コロナ禍によって変わる採用活動
コロナ禍で、採用活動において対面状況が難しくなった。もともと採用活動は、説明会であれ面接であれ、対面状況を前提に作られていた。そのため、対面での採用ノウハウは蓄積されている一方で、対面以外での採用ノウハウはほとんど誰も持っていない。
さらに、候補者との関係性がオンライン化しただけではなく、テレワークなどによって、採用チームの働き方がオンライン化したという側面もある。採用には、採用担当者や採用責任者、リクルーター、面接官など、様々な人が関わっているため、メンバー間のコミュニケーションが欠かせない。しかし、日本の多くの企業は、オンラインでのコミュニケーションには不慣れである。
「オンラインツールを使う」ことは、そこまで難しくない。しかし、その根底にある暗黙の価値観を変えることは非常に難しい。今までの「対面を前提とする採用のあり方」自体を転換することには、大きな壁が立ちはだかっている。
対面とオンラインの違い
①「非言語的手がかり」が少なくなる
同じ場所で相対していると、身振りや手振りや表情、視線など、言葉以外の様々な情報を伝えられる。ところが、オンラインでは、それが難しい。
②技術や機器の問題が生じる
参加者がそれぞれの環境でアクセスするため、声が途切れて聞こえない、映像の画質が悪い、インターネットの接続が切れるなどのトラブルが発生する。
③同期性が減る
メールやチャットなどのように、回答が得られるまでのタイムラグがある。候補者をリアルタイムで評価しにくい。

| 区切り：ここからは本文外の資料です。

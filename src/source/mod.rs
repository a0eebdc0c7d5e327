//! # Image Sources
//!
//! A meme starts from exactly one base image: a catalog template, an uploaded
//! file, or a remote URL. [`ActiveImageSource`] is that choice; the
//! compositor consumes it directly.
//!
//! | Module | Description |
//! |--------|-------------|
//! | [`upload`] | Upload validation (type, size) and `data:` URL decoding |
//! | [`remote`] | Remote URL loading with ordered fallback strategies |

pub mod remote;
pub mod upload;

use serde::Serialize;
use std::sync::Arc;

use crate::catalog::TemplateDescriptor;
use crate::overlay::DEFAULT_LINE_COUNT;

pub use remote::{LoadStrategy, RemoteResolver};
pub use upload::{MAX_UPLOAD_BYTES, accept_upload, parse_data_url};

/// The format a source indicates, which decides the output encoding.
#[derive(Debug, Clone, Copy, PartialEq, Eq, Serialize)]
#[serde(rename_all = "lowercase")]
pub enum SourceFormat {
    Png,
    Gif,
    /// Anything else (JPEG, WebP, BMP, unknown); exported as JPEG.
    Other,
}

impl SourceFormat {
    /// Detect from a URL or file name. Any mention of "gif" flags animation.
    pub fn from_url(url: &str) -> Self {
        let lower = url.to_lowercase();
        if lower.contains("gif") {
            SourceFormat::Gif
        } else if lower.contains(".png") {
            SourceFormat::Png
        } else {
            SourceFormat::Other
        }
    }

    /// Detect from a MIME type and the leading bytes of the file.
    pub fn from_content(mime: Option<&str>, bytes: &[u8]) -> Self {
        let mime = mime.map(|m| m.to_lowercase());
        if bytes.starts_with(b"GIF8") || mime.as_deref() == Some("image/gif") {
            return SourceFormat::Gif;
        }
        match image::guess_format(bytes) {
            Ok(image::ImageFormat::Png) => SourceFormat::Png,
            Ok(image::ImageFormat::Gif) => SourceFormat::Gif,
            Ok(_) => SourceFormat::Other,
            Err(_) if mime.as_deref() == Some("image/png") => SourceFormat::Png,
            Err(_) => SourceFormat::Other,
        }
    }

    /// Detect a remote image. A "gif" anywhere in the URL flags animation
    /// whatever the body holds; otherwise the body decides, then the URL.
    pub fn for_remote(url: &str, bytes: Option<&[u8]>) -> Self {
        let by_url = Self::from_url(url);
        let by_content = bytes.map_or(SourceFormat::Other, |b| Self::from_content(None, b));
        match (by_url, by_content) {
            (SourceFormat::Gif, _) | (_, SourceFormat::Gif) => SourceFormat::Gif,
            (by_url, SourceFormat::Other) => by_url,
            (_, by_content) => by_content,
        }
    }
}

/// A user-uploaded image held in memory.
#[derive(Debug, Clone, PartialEq)]
pub struct UploadedImage {
    pub filename: String,
    pub mime: String,
    pub bytes: Arc<Vec<u8>>,
    pub format: SourceFormat,
}

/// An image referenced by URL.
///
/// `bytes` is set when a fetch strategy downloaded the image; a URL accepted
/// only by pattern matching is fetched again at composition time.
#[derive(Debug, Clone, PartialEq)]
pub struct RemoteImage {
    pub url: String,
    pub bytes: Option<Arc<Vec<u8>>>,
    pub format: SourceFormat,
    /// Name of the strategy that accepted the URL.
    pub strategy: &'static str,
}

/// The single base image currently in use.
#[derive(Debug, Clone, PartialEq)]
pub enum ActiveImageSource {
    Template(TemplateDescriptor),
    Upload(UploadedImage),
    Remote(RemoteImage),
}

impl ActiveImageSource {
    /// Number of text lines this source supports.
    pub fn line_count(&self) -> usize {
        match self {
            ActiveImageSource::Template(t) => t.lines,
            _ => DEFAULT_LINE_COUNT,
        }
    }

    pub fn format(&self) -> SourceFormat {
        match self {
            ActiveImageSource::Template(_) => SourceFormat::Png,
            ActiveImageSource::Upload(u) => u.format,
            ActiveImageSource::Remote(r) => r.format,
        }
    }

    /// Animated sources are passed through instead of re-rendered.
    pub fn is_animated(&self) -> bool {
        self.format() == SourceFormat::Gif
    }

    /// Tag used in download file names.
    pub fn tag(&self) -> &str {
        match self {
            ActiveImageSource::Template(t) => &t.id,
            ActiveImageSource::Upload(_) => "custom",
            ActiveImageSource::Remote(_) => "url",
        }
    }

    pub fn kind(&self) -> &'static str {
        match self {
            ActiveImageSource::Template(_) => "template",
            ActiveImageSource::Upload(_) => "upload",
            ActiveImageSource::Remote(_) => "url",
        }
    }

    /// A client-facing summary without the image bytes.
    pub fn summary(&self) -> SourceSummary {
        let (id, name) = match self {
            ActiveImageSource::Template(t) => (Some(t.id.clone()), t.name.clone()),
            ActiveImageSource::Upload(u) => (None, u.filename.clone()),
            ActiveImageSource::Remote(r) => (None, r.url.clone()),
        };
        SourceSummary {
            kind: self.kind(),
            id,
            name,
            format: self.format(),
            animated: self.is_animated(),
            lines: self.line_count(),
        }
    }
}

/// Serializable view of the active source.
#[derive(Debug, Clone, PartialEq, Serialize)]
pub struct SourceSummary {
    pub kind: &'static str,
    pub id: Option<String>,
    pub name: String,
    pub format: SourceFormat,
    pub animated: bool,
    pub lines: usize,
}

#[cfg(test)]
mod tests {
    use super::*;

    const PNG_MAGIC: &[u8] = &[0x89, b'P', b'N', b'G', 0x0D, 0x0A, 0x1A, 0x0A];

    #[test]
    fn test_format_from_url() {
        assert_eq!(SourceFormat::from_url("https://i.imgur.com/a.GIF"), SourceFormat::Gif);
        assert_eq!(SourceFormat::from_url("https://media.giphy.com/media/x/giphy.gif"), SourceFormat::Gif);
        assert_eq!(SourceFormat::from_url("https://x.com/cat.png?w=10"), SourceFormat::Png);
        assert_eq!(SourceFormat::from_url("https://x.com/cat.jpg"), SourceFormat::Other);
    }

    #[test]
    fn test_format_from_content() {
        assert_eq!(SourceFormat::from_content(None, b"GIF89a...."), SourceFormat::Gif);
        assert_eq!(SourceFormat::from_content(Some("image/gif"), b"junk"), SourceFormat::Gif);
        assert_eq!(SourceFormat::from_content(None, PNG_MAGIC), SourceFormat::Png);
        assert_eq!(SourceFormat::from_content(Some("image/png"), b"junk"), SourceFormat::Png);
        assert_eq!(SourceFormat::from_content(Some("image/jpeg"), &[0xFF, 0xD8, 0xFF, 0xE0]), SourceFormat::Other);
    }

    #[test]
    fn test_remote_format() {
        let giphy = "https://media.giphy.com/media/abc/giphy.gif";
        assert_eq!(SourceFormat::for_remote(giphy, Some(PNG_MAGIC)), SourceFormat::Gif);
        assert_eq!(SourceFormat::for_remote(giphy, None), SourceFormat::Gif);
        assert_eq!(SourceFormat::for_remote("https://x.com/a.jpg", Some(b"GIF89a")), SourceFormat::Gif);
        assert_eq!(SourceFormat::for_remote("https://x.com/a.jpg", Some(PNG_MAGIC)), SourceFormat::Png);
        assert_eq!(SourceFormat::for_remote("https://x.com/a.png", Some(&[0xFF, 0xD8, 0xFF])), SourceFormat::Png);
        assert_eq!(SourceFormat::for_remote("https://x.com/a.jpg", None), SourceFormat::Other);
    }

    #[test]
    fn test_line_counts_and_tags() {
        let template = ActiveImageSource::Template(TemplateDescriptor::new("drake", "Drake", "http://t/drake.png", 3));
        assert_eq!(template.line_count(), 3);
        assert_eq!(template.tag(), "drake");
        assert!(!template.is_animated());

        let remote = ActiveImageSource::Remote(RemoteImage {
            url: "https://media.tenor.com/x.gif".to_string(),
            bytes: None,
            format: SourceFormat::from_url("https://media.tenor.com/x.gif"),
            strategy: "pattern",
        });
        assert_eq!(remote.line_count(), DEFAULT_LINE_COUNT);
        assert_eq!(remote.tag(), "url");
        assert!(remote.is_animated());
    }
}
//! # Text Overlay Model
//!
//! Holds the editable text lines drawn on top of the base image: content,
//! normalized position (percent of image width/height) and rotation. Style is
//! global and lives in [`style`].
//!
//! Positions are percentages so they survive the difference between the
//! on-screen preview size and the natural size of the exported image.

pub mod style;

use serde::{Deserialize, Serialize};

use crate::error::MemeError;

pub use style::{Color, FontFamily, StyleSettings, StyleUpdate};

/// Number of lines used for uploaded and remote images.
pub const DEFAULT_LINE_COUNT: usize = 2;

/// Drag positions are clamped to this range on both axes.
pub const MIN_POSITION: f32 = 5.0;
pub const MAX_POSITION: f32 = 95.0;

/// Rotation bounds in degrees.
pub const MAX_ROTATION: f32 = 45.0;

/// Longest text a single line accepts, in characters.
pub const MAX_LINE_CHARS: usize = 200;

/// Position of a line's center, in percent of the image size.
#[derive(Debug, Clone, Copy, PartialEq, Serialize, Deserialize)]
pub struct TextPosition {
    pub x: f32,
    pub y: f32,
}

impl TextPosition {
    pub const fn new(x: f32, y: f32) -> Self {
        Self { x, y }
    }

    /// Default layout: first line at the top, last near the bottom,
    /// anything in between stepped down from 30%.
    pub fn default_for(index: usize, count: usize) -> Self {
        let y = if index == 0 {
            10.0
        } else if index + 1 == count {
            85.0
        } else {
            30.0 + index as f32 * 20.0
        };
        Self::new(50.0, y)
    }

    /// Scale into pixel coordinates for an image of the given size.
    pub fn to_pixels(&self, width: u32, height: u32) -> (f32, f32) {
        (self.x / 100.0 * width as f32, self.y / 100.0 * height as f32)
    }
}

/// One overlay text slot.
#[derive(Debug, Clone, PartialEq, Serialize, Deserialize)]
pub struct TextLine {
    pub text: String,
    pub position: TextPosition,
    pub rotation: f32,
}

impl TextLine {
    fn empty(index: usize, count: usize) -> Self {
        Self {
            text: String::new(),
            position: TextPosition::default_for(index, count),
            rotation: 0.0,
        }
    }

    /// Lines with only whitespace are not rendered.
    pub fn is_blank(&self) -> bool {
        self.text.trim().is_empty()
    }
}

/// Bounding box of the preview surface in client coordinates.
#[derive(Debug, Clone, Copy, PartialEq, Serialize, Deserialize)]
pub struct PreviewRect {
    pub left: f32,
    pub top: f32,
    pub width: f32,
    pub height: f32,
}

/// Ordered text lines plus the drag-in-progress index.
#[derive(Debug, Clone, PartialEq, Serialize)]
pub struct OverlayModel {
    lines: Vec<TextLine>,
    dragging: Option<usize>,
}

impl Default for OverlayModel {
    fn default() -> Self {
        Self::with_lines(DEFAULT_LINE_COUNT)
    }
}

impl OverlayModel {
    pub fn with_lines(count: usize) -> Self {
        Self {
            lines: (0..count).map(|i| TextLine::empty(i, count)).collect(),
            dragging: None,
        }
    }

    pub fn lines(&self) -> &[TextLine] {
        &self.lines
    }

    pub fn dragging(&self) -> Option<usize> {
        self.dragging
    }

    /// Clear all text and restore the default layout for `count` lines.
    pub fn reset(&mut self, count: usize) {
        *self = Self::with_lines(count);
    }

    /// True if at least one line would be rendered.
    pub fn has_text(&self) -> bool {
        self.lines.iter().any(|l| !l.is_blank())
    }

    fn line_mut(&mut self, index: usize) -> Result<&mut TextLine, MemeError> {
        let count = self.lines.len();
        self.lines.get_mut(index).ok_or_else(|| {
            MemeError::validation(format!(
                "Line {} does not exist (this image has {} lines)",
                index + 1,
                count
            ))
        })
    }

    /// Replace a line's text. Text over [`MAX_LINE_CHARS`] is refused and the
    /// line keeps its previous value.
    pub fn update_text(&mut self, index: usize, value: impl Into<String>) -> Result<(), MemeError> {
        let value = value.into();
        let line = self.line_mut(index)?;
        if value.chars().count() > MAX_LINE_CHARS {
            return Err(MemeError::validation(format!(
                "Text lines are limited to {} characters",
                MAX_LINE_CHARS
            )));
        }
        line.text = value;
        Ok(())
    }

    /// Set a line's rotation; returns the stored (clamped) value.
    pub fn set_rotation(&mut self, index: usize, degrees: f32) -> Result<f32, MemeError> {
        let degrees = if degrees.is_finite() {
            degrees.clamp(-MAX_ROTATION, MAX_ROTATION)
        } else {
            0.0
        };
        self.line_mut(index)?.rotation = degrees;
        Ok(degrees)
    }

    /// Start dragging a line. Any drag already in progress is replaced.
    pub fn begin_drag(&mut self, index: usize) -> Result<(), MemeError> {
        self.line_mut(index)?;
        self.dragging = Some(index);
        Ok(())
    }

    /// Move the dragged line to the pointer. Returns the new position, or
    /// `None` when no drag is active.
    pub fn pointer_move(&mut self, client_x: f32, client_y: f32, rect: PreviewRect) -> Option<TextPosition> {
        let index = self.dragging?;
        let position = clamp_to_frame(client_x, client_y, rect);
        if let Some(line) = self.lines.get_mut(index) {
            line.position = position;
        }
        Some(position)
    }

    pub fn end_drag(&mut self) {
        self.dragging = None;
    }
}

/// Convert pointer coordinates to percent of the preview box, kept inside
/// the visible frame.
pub fn clamp_to_frame(client_x: f32, client_y: f32, rect: PreviewRect) -> TextPosition {
    let percent = |offset: f32, extent: f32| {
        let p = if extent > 0.0 { offset / extent * 100.0 } else { 50.0 };
        if p.is_finite() {
            p.clamp(MIN_POSITION, MAX_POSITION)
        } else {
            50.0
        }
    };
    TextPosition::new(
        percent(client_x - rect.left, rect.width),
        percent(client_y - rect.top, rect.height),
    )
}
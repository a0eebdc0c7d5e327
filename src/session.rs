//! # Meme Session
//!
//! All state of one meme-editing visit: catalog page, active image source,
//! overlay lines, style, and the last composition.
//!
//! Every installed source bumps a generation counter; a composition carries
//! the generation it started with and is discarded if the counter moved in the
//! meantime. Remote URL loads are numbered separately, so the newest request
//! wins without a rejected URL disturbing a composition in flight.

use serde::Serialize;
use std::time::Instant;
use tracing::{debug, info};

use crate::catalog::{Catalog, Direction, TemplateDescriptor};
use crate::compose::{ComposeRequest, CompositionResult, Compositor, GIF_NOTICE, OutputFormat};
use crate::error::MemeError;
use crate::export::{self, Download, ShareAction, SocialIntent};
use crate::overlay::{
    DEFAULT_LINE_COUNT, OverlayModel, PreviewRect, StyleSettings, StyleUpdate, TextLine, TextPosition,
};
use crate::source::remote::validate_url;
use crate::source::{ActiveImageSource, RemoteResolver, SourceSummary, UploadedImage};

/// Where a session is in the generate cycle.
#[derive(Debug, Clone, Copy, PartialEq, Eq, Serialize)]
#[serde(rename_all = "lowercase")]
pub enum ComposePhase {
    Idle,
    Rendering,
}

/// Proof that a composition was started at a given generation.
#[derive(Debug, Clone, Copy, PartialEq, Eq)]
pub struct Ticket {
    generation: u64,
    run: u64,
}

/// Proof that a remote source request was the latest one when issued.
#[derive(Debug, Clone, Copy, PartialEq, Eq)]
pub struct SourceTicket(u64);

/// Outcome of a successful generate.
#[derive(Debug, Clone, PartialEq, Serialize)]
pub struct GenerateSummary {
    pub format: OutputFormat,
    pub size: usize,
    pub animated_passthrough: bool,
    /// Shown to the user when the preview text was not baked in.
    pub notice: Option<&'static str>,
}

impl GenerateSummary {
    fn from_result(result: &CompositionResult) -> Self {
        Self {
            format: result.format,
            size: result.bytes.len(),
            animated_passthrough: result.animated_passthrough,
            notice: result.animated_passthrough.then_some(GIF_NOTICE),
        }
    }
}

/// Client-facing view of a session.
#[derive(Debug, Clone, Serialize)]
pub struct SessionSnapshot {
    pub source: Option<SourceSummary>,
    pub lines: Vec<TextLine>,
    pub style: StyleSettings,
    pub dragging: Option<usize>,
    pub page: usize,
    pub total_pages: usize,
    pub templates: Vec<TemplateDescriptor>,
    pub phase: ComposePhase,
    pub result: Option<GenerateSummary>,
}

pub struct MemeSession {
    catalog: Catalog,
    source: Option<ActiveImageSource>,
    overlay: OverlayModel,
    style: StyleSettings,
    result: Option<CompositionResult>,
    generation: u64,
    source_requests: u64,
    render_run: u64,
    phase: ComposePhase,
    pub last_accessed: Instant,
}

impl MemeSession {
    pub fn new(catalog: Catalog) -> Self {
        Self {
            catalog,
            source: None,
            overlay: OverlayModel::default(),
            style: StyleSettings::default(),
            result: None,
            generation: 0,
            source_requests: 0,
            render_run: 0,
            phase: ComposePhase::Idle,
            last_accessed: Instant::now(),
        }
    }

    /// Update the last accessed time.
    pub fn touch(&mut self) {
        self.last_accessed = Instant::now();
    }

    pub fn catalog(&self) -> &Catalog {
        &self.catalog
    }

    pub fn source(&self) -> Option<&ActiveImageSource> {
        self.source.as_ref()
    }

    pub fn overlay(&self) -> &OverlayModel {
        &self.overlay
    }

    pub fn style(&self) -> &StyleSettings {
        &self.style
    }

    pub fn result(&self) -> Option<&CompositionResult> {
        self.result.as_ref()
    }

    pub fn phase(&self) -> ComposePhase {
        self.phase
    }

    fn bump(&mut self) {
        self.generation += 1;
    }

    /// Replace the active source and reset everything derived from it.
    fn install_source(&mut self, source: ActiveImageSource) {
        info!(target: "session", "Active source: {} '{}'", source.kind(), source.tag());
        self.overlay.reset(source.line_count());
        self.source = Some(source);
        self.result = None;
        self.source_requests += 1;
        self.bump();
    }

    // ===== Image source =====

    /// Pick a template from the catalog.
    pub fn select_template(&mut self, id: &str) -> Result<(), MemeError> {
        let template = self.catalog.find(id)?.clone();
        self.install_source(ActiveImageSource::Template(template));
        Ok(())
    }

    pub fn use_upload(&mut self, upload: UploadedImage) {
        self.install_source(ActiveImageSource::Upload(upload));
    }

    /// Start a source change that completes later (remote URL loading).
    ///
    /// Supersedes earlier pending requests but leaves the current source and
    /// any composition alone until [`commit_source`](Self::commit_source).
    pub fn begin_source_change(&mut self) -> SourceTicket {
        self.source_requests += 1;
        SourceTicket(self.source_requests)
    }

    /// Install a source resolved outside the session, unless a newer request
    /// was made or another source was installed since the ticket was issued.
    pub fn commit_source(&mut self, ticket: SourceTicket, source: ActiveImageSource) -> Result<(), MemeError> {
        if ticket.0 != self.source_requests {
            debug!(target: "session", "Discarding stale source {} '{}'", source.kind(), source.tag());
            return Err(MemeError::Stale);
        }
        self.install_source(source);
        Ok(())
    }

    /// Resolve and install a remote URL in one step.
    pub async fn load_url(&mut self, resolver: &RemoteResolver, url: &str) -> Result<(), MemeError> {
        validate_url(url)?;
        let ticket = self.begin_source_change();
        let remote = resolver.resolve(url).await?;
        self.commit_source(ticket, ActiveImageSource::Remote(remote))
    }

    // ===== Catalog =====

    /// Move the carousel. A real page change drops a selected template and
    /// any text or result.
    pub fn navigate(&mut self, direction: Direction) -> bool {
        if !self.catalog.navigate(direction) {
            return false;
        }
        if matches!(self.source, Some(ActiveImageSource::Template(_))) {
            self.source = None;
        }
        let count = self.source.as_ref().map_or(DEFAULT_LINE_COUNT, |s| s.line_count());
        self.overlay.reset(count);
        self.result = None;
        self.bump();
        true
    }

    // ===== Overlay =====

    pub fn update_text(&mut self, index: usize, value: impl Into<String>) -> Result<(), MemeError> {
        self.overlay.update_text(index, value)
    }

    pub fn set_rotation(&mut self, index: usize, degrees: f32) -> Result<f32, MemeError> {
        self.overlay.set_rotation(index, degrees)
    }

    pub fn begin_drag(&mut self, index: usize) -> Result<(), MemeError> {
        self.overlay.begin_drag(index)
    }

    pub fn pointer_move(&mut self, client_x: f32, client_y: f32, rect: PreviewRect) -> Option<TextPosition> {
        self.overlay.pointer_move(client_x, client_y, rect)
    }

    pub fn end_drag(&mut self) {
        self.overlay.end_drag();
    }

    pub fn apply_style(&mut self, update: &StyleUpdate) -> StyleSettings {
        self.style.apply(update);
        self.style
    }

    // ===== Generate =====

    /// Validate and snapshot the current state for composition.
    ///
    /// Refuses while another composition is rendering. A validation failure
    /// leaves the session idle.
    pub fn begin_compose(&mut self) -> Result<(Ticket, ComposeRequest), MemeError> {
        if self.phase == ComposePhase::Rendering {
            return Err(MemeError::Busy);
        }
        let request = ComposeRequest::prepare(self.source.as_ref(), &self.overlay, &self.style)?;
        self.phase = ComposePhase::Rendering;
        self.render_run += 1;
        debug!(target: "session", "Composition started at generation {}", self.generation);
        let ticket = Ticket {
            generation: self.generation,
            run: self.render_run,
        };
        Ok((ticket, request))
    }

    /// Abandon a composition whose outcome will never arrive.
    ///
    /// Only the run named by `ticket` is cancelled; a later run keeps rendering.
    pub fn cancel_compose(&mut self, ticket: Ticket) {
        if self.is_current_run(ticket) {
            debug!(target: "session", "Composition run {} abandoned", ticket.run);
            self.phase = ComposePhase::Idle;
        }
    }

    fn is_current_run(&self, ticket: Ticket) -> bool {
        self.phase == ComposePhase::Rendering && ticket.run == self.render_run
    }

    /// Record the outcome of a composition started with `ticket`.
    ///
    /// Failures leave source, text and style untouched. A result whose source
    /// was replaced meanwhile is dropped.
    pub fn finish_compose(
        &mut self,
        ticket: Ticket,
        outcome: Result<CompositionResult, MemeError>,
    ) -> Result<GenerateSummary, MemeError> {
        let current = self.is_current_run(ticket);
        if current {
            self.phase = ComposePhase::Idle;
        }
        let result = outcome?;
        if !current || ticket.generation != self.generation {
            debug!(target: "session", "Discarding composition from generation {}", ticket.generation);
            return Err(MemeError::Stale);
        }
        let summary = GenerateSummary::from_result(&result);
        info!(
            target: "session",
            "Composition succeeded: {:?}, {} bytes",
            summary.format,
            summary.size
        );
        self.result = Some(result);
        Ok(summary)
    }

    /// Run a whole composition while holding the session.
    ///
    /// Dropping the returned future mid-render puts the session back to idle.
    pub async fn generate(&mut self, compositor: &Compositor) -> Result<GenerateSummary, MemeError> {
        let (ticket, request) = self.begin_compose()?;
        let guard = RenderGuard {
            session: self,
            ticket,
            armed: true,
        };
        let outcome = compositor.compose(request).await;
        guard.finish(outcome)
    }

    // ===== Export =====

    fn require_result(&self) -> Result<&CompositionResult, MemeError> {
        self.result
            .as_ref()
            .ok_or_else(|| MemeError::NotFound("no meme generated yet".to_string()))
    }

    pub fn download(&self) -> Result<Download, MemeError> {
        Ok(export::download(self.source.as_ref(), self.require_result()?))
    }

    pub fn share(&self, native_available: bool) -> Result<ShareAction, MemeError> {
        Ok(export::share(self.require_result()?, native_available))
    }

    pub fn social_intent(&self) -> Result<SocialIntent, MemeError> {
        let reference = export::result_reference(self.require_result()?);
        Ok(export::social_intent(&reference))
    }

    pub fn snapshot(&self) -> SessionSnapshot {
        SessionSnapshot {
            source: self.source.as_ref().map(|s| s.summary()),
            lines: self.overlay.lines().to_vec(),
            style: self.style,
            dragging: self.overlay.dragging(),
            page: self.catalog.page(),
            total_pages: self.catalog.total_pages(),
            templates: self.catalog.visible().to_vec(),
            phase: self.phase,
            result: self.result.as_ref().map(GenerateSummary::from_result),
        }
    }
}

/// Cancels its composition run unless finished.
struct RenderGuard<'a> {
    session: &'a mut MemeSession,
    ticket: Ticket,
    armed: bool,
}

impl RenderGuard<'_> {
    fn finish(mut self, outcome: Result<CompositionResult, MemeError>) -> Result<GenerateSummary, MemeError> {
        self.armed = false;
        self.session.finish_compose(self.ticket, outcome)
    }
}

impl Drop for RenderGuard<'_> {
    fn drop(&mut self) {
        if self.armed {
            self.session.cancel_compose(self.ticket);
        }
    }
}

研究によれば、対面のように非言語的手がかりが多い状況では、自分も相手も「伝わった感」が得られる。実際に理解できたかどうかではなく、「相手からの情報を理解できた感覚」がある。逆に、オンラインではお互いに「必要な情報が得られていないのでは」と感じやすい。
オンラインでの採用を進めると、企業側も候補者側もわかった感覚が得られず、いつまでも不安が拭えない可能性がある。今後はリアルとオンラインを組み合わせたハイブリッドな採用をうまく組み立てる能力が求められる。
候補者が受け取る企業情報が減る
採用のオンライン化によって、非言語的手がかりが十分に得られなくなると、候補者が得られる企業の情報が減る。すると、従来から認知され、人気の高い企業にエントリーが集まりやすくなる。
オンラインでは、言葉で説明できない情報や感情、雰囲気などが伝わりにくい。お互いの感情や雰囲気からわかる人柄や社風は、候補者が就職先を決める重要なファクターである。企業側も、人柄や社風に合うかを採用の決め手にしている。
そのため、今後はクチコミや従業員が自分の知人を自社に紹介し、その人を採用する「リファラル採用」が一層効果的になる。クチコミの内容では「道具的な情報」よりも「象徴的な情報」が重視される。
道具的な情報とは、売上や従業員数、待遇、福利厚生などの言語化しやすい企業の事実情報。象徴的な情報は、働きがいやモチベーションの高さ、人間関係の良さなどの抽象度の高い情報である。道具的な情報はクチコミ以外でも得られるため、象徴的な情報の方が候補者にとって貴重である。
オンライン面接のメリット
ある研究によれば、非言語的手がかりが得られにくいオンライン面接での評価は、仕事のパフォーマンスや定着と相関している。オンライン面接の評価が高い人は、自社で活躍する人材である可能性が高い。
対面面接では、以下のバイアスが生じる。
- 第一印象の良さ
- 能力より人柄
- 暗い人より明るい人
- 良い面より悪い面
しかし、オンライン面接では、こうしたバイアスが和らぎ、面接官は候補者が話す内容面に集中するようになる。オンライン面接の後に実行された対面面接の評価が異なる場合は、安易に対面面接で結論をくださないように注意する必要がある。その際に効果的な方法は「なぜ対面とオンラインで異なる結果が出たか」の説明を検討することである。評価の背後にあるロジックを検討することによって、拙速な判断を避けることができる。
オンラインか対面かを問わず、面接においては「構造化」することで見極めの精度を高めることができる。構造化とは、面接の質問内容や評価方法などをあらかじめ決めることを指す。特にオンライン面接では、質問事項や評価方法が事前に設計されていないと会話がスムーズにいかず、候補者は話したいことが話せない。結果として、候補者の企業に対する評価も下がる。